**What needs to be done:**
Lines holding the string "NativeDialog" in the listing below are to be copied.

START Data under study

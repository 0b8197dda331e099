//! Privilege escalation.
//!
//! Chooses exactly one way to run a command as root, in this order:
//! already root, cached sudo credentials, the native authentication
//! dialog (attended local sessions), or a caller-supplied password piped
//! to `sudo -S` (headless sessions). Authentication itself is always left
//! to the OS.

use crate::backend::CommandSpec;
use crate::context::Context;
use crate::error::Result;
use crate::exec::Executor;
use serde::Serialize;

/// Which mechanism ran the command.
#[derive(Debug, Clone, Copy, PartialEq, Eq, Serialize)]
#[serde(rename_all = "kebab-case")]
pub enum EscalationPath {
    /// Process is already root
    Direct,
    /// `sudo -n` with cached credentials
    CachedCredentials,
    /// `osascript ... with administrator privileges`
    NativeDialog,
    /// `sudo -S` fed from stdin
    PasswordStdin,
    /// Nothing ran; a password is needed
    NotAttempted,
}

/// How an authentication attempt failed.
#[derive(Debug, Clone, Copy, PartialEq, Eq)]
pub enum AuthOutcome {
    Cancelled,
    Failed,
}

/// Ordered `(lowercase substring, outcome)` pairs for dialog and sudo stderr.
pub const AUTH_PATTERNS: &[(&str, AuthOutcome)] = &[
    ("user canceled", AuthOutcome::Cancelled),
    ("user cancelled", AuthOutcome::Cancelled),
    ("(-128)", AuthOutcome::Cancelled),
    ("(-60005)", AuthOutcome::Failed),
    ("(-60007)", AuthOutcome::Failed),
    ("incorrect password", AuthOutcome::Failed),
    ("sorry, try again", AuthOutcome::Failed),
    ("authentication failure", AuthOutcome::Failed),
    ("not authorized", AuthOutcome::Failed),
];

/// Classify stderr from an authentication mechanism.
pub fn classify_auth(stderr: &str) -> Option<AuthOutcome> {
    let lower = stderr.to_lowercase();
    AUTH_PATTERNS
        .iter()
        .find(|(pattern, _)| lower.contains(pattern))
        .map(|(_, outcome)| *outcome)
}

/// Uniform result of every escalation path.
#[derive(Debug, Clone, PartialEq, Eq)]
pub struct EscalationResult {
    pub success: bool,
    pub stdout: String,
    pub stderr: String,
    pub exit_code: i32,
    pub auth_cancelled: bool,
    pub auth_failed: bool,
    pub needs_password: bool,
    pub path: EscalationPath,
    pub retry_info: Option<crate::types::RetryInfo>,
}

impl EscalationResult {
    fn needs_password() -> Self {
        Self {
            success: false,
            stdout: String::new(),
            stderr: String::new(),
            exit_code: -1,
            auth_cancelled: false,
            auth_failed: false,
            needs_password: true,
            path: EscalationPath::NotAttempted,
            retry_info: None,
        }
    }

    fn from_output(
        output: crate::backend::CommandOutput,
        path: EscalationPath,
        classify: bool,
    ) -> Self {
        let success = output.success();
        let outcome = if classify && !success {
            classify_auth(&output.stderr)
        } else {
            None
        };
        Self {
            success,
            auth_cancelled: outcome == Some(AuthOutcome::Cancelled),
            auth_failed: outcome == Some(AuthOutcome::Failed),
            needs_password: false,
            path,
            exit_code: output.exit_code,
            retry_info: output.retry_info,
            stdout: output.stdout,
            stderr: output.stderr,
        }
    }
}

/// Runs commands as root through the appropriate mechanism.
pub struct PrivilegeEscalator<'a> {
    ctx: &'a Context,
    exec: &'a Executor,
}

impl<'a> PrivilegeEscalator<'a> {
    pub fn new(ctx: &'a Context, exec: &'a Executor) -> Self {
        Self { ctx, exec }
    }

    /// Run `program args` as root.
    pub async fn run(
        &self,
        program: &str,
        args: &[String],
        password: Option<&str>,
    ) -> Result<EscalationResult> {
        if self.ctx.is_root {
            log::debug!("Already root, running {} directly", program);
            let output = self
                .exec
                .exec_with_retry(&self.exec.spec(program, args.iter().cloned()))
                .await?;
            return Ok(EscalationResult::from_output(
                output,
                EscalationPath::Direct,
                false,
            ));
        }

        if self.credentials_cached().await {
            log::debug!("sudo credentials cached");
            let sudo_args = ["-n", program]
                .into_iter()
                .map(str::to_string)
                .chain(args.iter().cloned());
            let output = self
                .exec
                .exec_with_retry(&self.exec.spec("sudo", sudo_args))
                .await?;
            return Ok(EscalationResult::from_output(
                output,
                EscalationPath::CachedCredentials,
                false,
            ));
        }

        if self.ctx.session.is_interactive() {
            log::info!("Requesting administrator privileges via dialog");
            let script = format!(
                "do shell script \"{}\" with administrator privileges",
                applescript_escape(&shell_command(program, args))
            );
            let spec = self.exec.spec("osascript", ["-e".to_string(), script]);
            let output = self.exec.exec_once(&spec).await?;
            return Ok(EscalationResult::from_output(
                output,
                EscalationPath::NativeDialog,
                true,
            ));
        }

        let Some(password) = password else {
            log::debug!("Headless session without password; nothing executed");
            return Ok(EscalationResult::needs_password());
        };

        let sudo_args = ["-S", "-p", "", program]
            .into_iter()
            .map(str::to_string)
            .chain(args.iter().cloned());
        let spec = self
            .exec
            .spec("sudo", sudo_args)
            .with_stdin(format!("{password}\n"));
        let output = self.exec.exec_once(&spec).await?;
        Ok(EscalationResult::from_output(
            output,
            EscalationPath::PasswordStdin,
            true,
        ))
    }

    /// Non-interactive `sudo -n true` probe.
    ///
    /// A probe that cannot run at all counts as "not cached".
    async fn credentials_cached(&self) -> bool {
        let spec: CommandSpec = self.exec.spec("sudo", ["-n", "true"]);
        match self.exec.exec_once(&spec).await {
            Ok(output) => output.success(),
            Err(e) => {
                log::warn!("sudo credential probe failed: {}", e);
                false
            }
        }
    }
}

/// Join a command line, single-quoting arguments that need it.
pub fn shell_command(program: &str, args: &[String]) -> String {
    std::iter::once(program)
        .chain(args.iter().map(String::as_str))
        .map(shell_quote)
        .collect::<Vec<_>>()
        .join(" ")
}

fn shell_quote(arg: &str) -> String {
    let plain = !arg.is_empty()
        && arg
            .chars()
            .all(|c| c.is_ascii_alphanumeric() || "._-/:=@%+".contains(c));
    if plain {
        arg.to_string()
    } else {
        format!("'{}'", arg.replace('\'', r"'\''"))
    }
}

fn applescript_escape(s: &str) -> String {
    s.replace('\\', r"\\").replace('"', "\\\"")
}

#[cfg(test)]
mod tests {
    use super::*;
    use crate::context::SessionEnvironment;
    use crate::testing::{Reply, ScriptedRunner};
    use std::path::PathBuf;
    use std::sync::Arc;

    fn args() -> Vec<String> {
        vec!["kickstart".to_string(), "-k".to_string(), "system/com.example.d".to_string()]
    }

    fn ctx(is_root: bool, session: SessionEnvironment) -> Context {
        Context::new(501, is_root, PathBuf::from("/Users/tester"), session)
    }

    fn interactive() -> SessionEnvironment {
        SessionEnvironment {
            term_program: Some("Apple_Terminal".to_string()),
            ..Default::default()
        }
    }

    fn headless() -> SessionEnvironment {
        SessionEnvironment {
            ssh_tty: Some("/dev/ttys003".to_string()),
            ..Default::default()
        }
    }

    #[test]
    fn test_auth_patterns() {
        for (pattern, outcome) in AUTH_PATTERNS {
            assert_eq!(classify_auth(&format!("x {pattern} y")), Some(*outcome));
        }
        assert_eq!(
            classify_auth("0:58: execution error: User canceled. (-128)"),
            Some(AuthOutcome::Cancelled)
        );
        assert_eq!(
            classify_auth("Sorry, try again.\nsudo: 1 incorrect password attempt"),
            Some(AuthOutcome::Failed)
        );
        assert_eq!(classify_auth("Boot-out failed: 5"), None);
    }

    #[tokio::test]
    async fn test_root_runs_directly() {
        let runner = Arc::new(ScriptedRunner::new());
        runner.on("launchctl", [Reply::ok("")]);
        let ctx = ctx(true, interactive());
        let exec = ctx.executor(runner.clone());

        let result = PrivilegeEscalator::new(&ctx, &exec)
            .run("launchctl", &args(), None)
            .await
            .unwrap();
        assert!(result.success);
        assert_eq!(result.path, EscalationPath::Direct);
        assert_eq!(
            runner.command_lines(),
            vec!["launchctl kickstart -k system/com.example.d"]
        );
    }

    #[tokio::test]
    async fn test_cached_credentials_skip_dialog() {
        let runner = Arc::new(ScriptedRunner::new());
        runner.on("sudo -n true", [Reply::ok("")]);
        runner.on("sudo -n launchctl", [Reply::ok("")]);
        let ctx = ctx(false, interactive());
        let exec = ctx.executor(runner.clone());

        let result = PrivilegeEscalator::new(&ctx, &exec)
            .run("launchctl", &args(), None)
            .await
            .unwrap();
        assert!(result.success);
        assert_eq!(result.path, EscalationPath::CachedCredentials);
        assert!(runner.calls().iter().all(|c| c.program != "osascript"));
    }

    #[tokio::test]
    async fn test_interactive_uses_dialog() {
        let runner = Arc::new(ScriptedRunner::new());
        runner.on("sudo -n true", [Reply::fail(1, "sudo: a password is required")]);
        runner.on("osascript", [Reply::ok("")]);
        let ctx = ctx(false, interactive());
        let exec = ctx.executor(runner.clone());

        let result = PrivilegeEscalator::new(&ctx, &exec)
            .run("launchctl", &args(), None)
            .await
            .unwrap();
        assert!(result.success);
        assert_eq!(result.path, EscalationPath::NativeDialog);

        let calls = runner.calls();
        let dialog = calls.last().unwrap();
        assert_eq!(dialog.program, "osascript");
        assert_eq!(
            dialog.args[1],
            "do shell script \"launchctl kickstart -k system/com.example.d\" with administrator privileges"
        );
    }

    #[tokio::test]
    async fn test_dialog_cancel_and_failure_distinguished() {
        let runner = Arc::new(ScriptedRunner::new());
        runner.on("sudo -n true", [Reply::fail(1, "")]);
        runner.on(
            "osascript",
            [
                Reply::fail(1, "execution error: User canceled. (-128)"),
                Reply::fail(1, "execution error: The administrator user name or password was incorrect. (-60007)"),
            ],
        );
        let ctx = ctx(false, interactive());
        let exec = ctx.executor(runner.clone());
        let escalator = PrivilegeEscalator::new(&ctx, &exec);

        let cancelled = escalator.run("launchctl", &args(), None).await.unwrap();
        assert!(cancelled.auth_cancelled);
        assert!(!cancelled.auth_failed);

        let failed = escalator.run("launchctl", &args(), None).await.unwrap();
        assert!(failed.auth_failed);
        assert!(!failed.auth_cancelled);
    }

    #[tokio::test]
    async fn test_probe_error_counts_as_not_cached() {
        let runner = Arc::new(ScriptedRunner::new());
        runner.on("sudo -n true", [Reply::NotFound]);
        runner.on("osascript", [Reply::ok("")]);
        let ctx = ctx(false, interactive());
        let exec = ctx.executor(runner.clone());

        let result = PrivilegeEscalator::new(&ctx, &exec)
            .run("launchctl", &args(), None)
            .await
            .unwrap();
        assert_eq!(result.path, EscalationPath::NativeDialog);
    }

    #[tokio::test]
    async fn test_headless_without_password_runs_nothing() {
        let runner = Arc::new(ScriptedRunner::new());
        runner.on("sudo -n true", [Reply::fail(1, "sudo: a password is required")]);
        let ctx = ctx(false, headless());
        let exec = ctx.executor(runner.clone());

        let result = PrivilegeEscalator::new(&ctx, &exec)
            .run("launchctl", &args(), None)
            .await
            .unwrap();
        assert!(result.needs_password);
        assert!(!result.success);
        assert_eq!(result.path, EscalationPath::NotAttempted);
        // Only the probe ran
        assert_eq!(runner.command_lines(), vec!["sudo -n true"]);
    }

    #[tokio::test]
    async fn test_headless_password_piped() {
        let runner = Arc::new(ScriptedRunner::new());
        runner.on("sudo -n true", [Reply::fail(1, "")]);
        runner.on(
            "sudo -S",
            [
                Reply::fail(1, "Sorry, try again.\nsudo: 1 incorrect password attempt"),
                Reply::ok(""),
            ],
        );
        let ctx = ctx(false, headless());
        let exec = ctx.executor(runner.clone());
        let escalator = PrivilegeEscalator::new(&ctx, &exec);

        let wrong = escalator.run("launchctl", &args(), Some("nope")).await.unwrap();
        assert!(wrong.auth_failed);
        assert_eq!(wrong.path, EscalationPath::PasswordStdin);

        let right = escalator.run("launchctl", &args(), Some("hunter2")).await.unwrap();
        assert!(right.success);

        let piped = runner.calls().into_iter().filter(|c| c.program == "sudo" && c.args[0] == "-S").collect::<Vec<_>>();
        assert_eq!(piped.len(), 2);
        assert_eq!(piped[1].stdin.as_deref(), Some("hunter2\n"));
        assert_eq!(&piped[1].args[..4], &["-S", "-p", "", "launchctl"]);
    }

    #[test]
    fn test_shell_quoting() {
        assert_eq!(
            shell_command("launchctl", &["kill".to_string(), "SIGTERM".to_string()]),
            "launchctl kill SIGTERM"
        );
        assert_eq!(shell_quote("it's"), r"'it'\''s'");
        assert_eq!(applescript_escape(r#"say "hi" \"#), r#"say \"hi\" \\"#);
    }
}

END Data under study

**Written response:**
    NativeDialog,
                EscalationPath::NativeDialog,
        assert_eq!(result.path, EscalationPath::NativeDialog);
        assert_eq!(result.path, EscalationPath::NativeDialog);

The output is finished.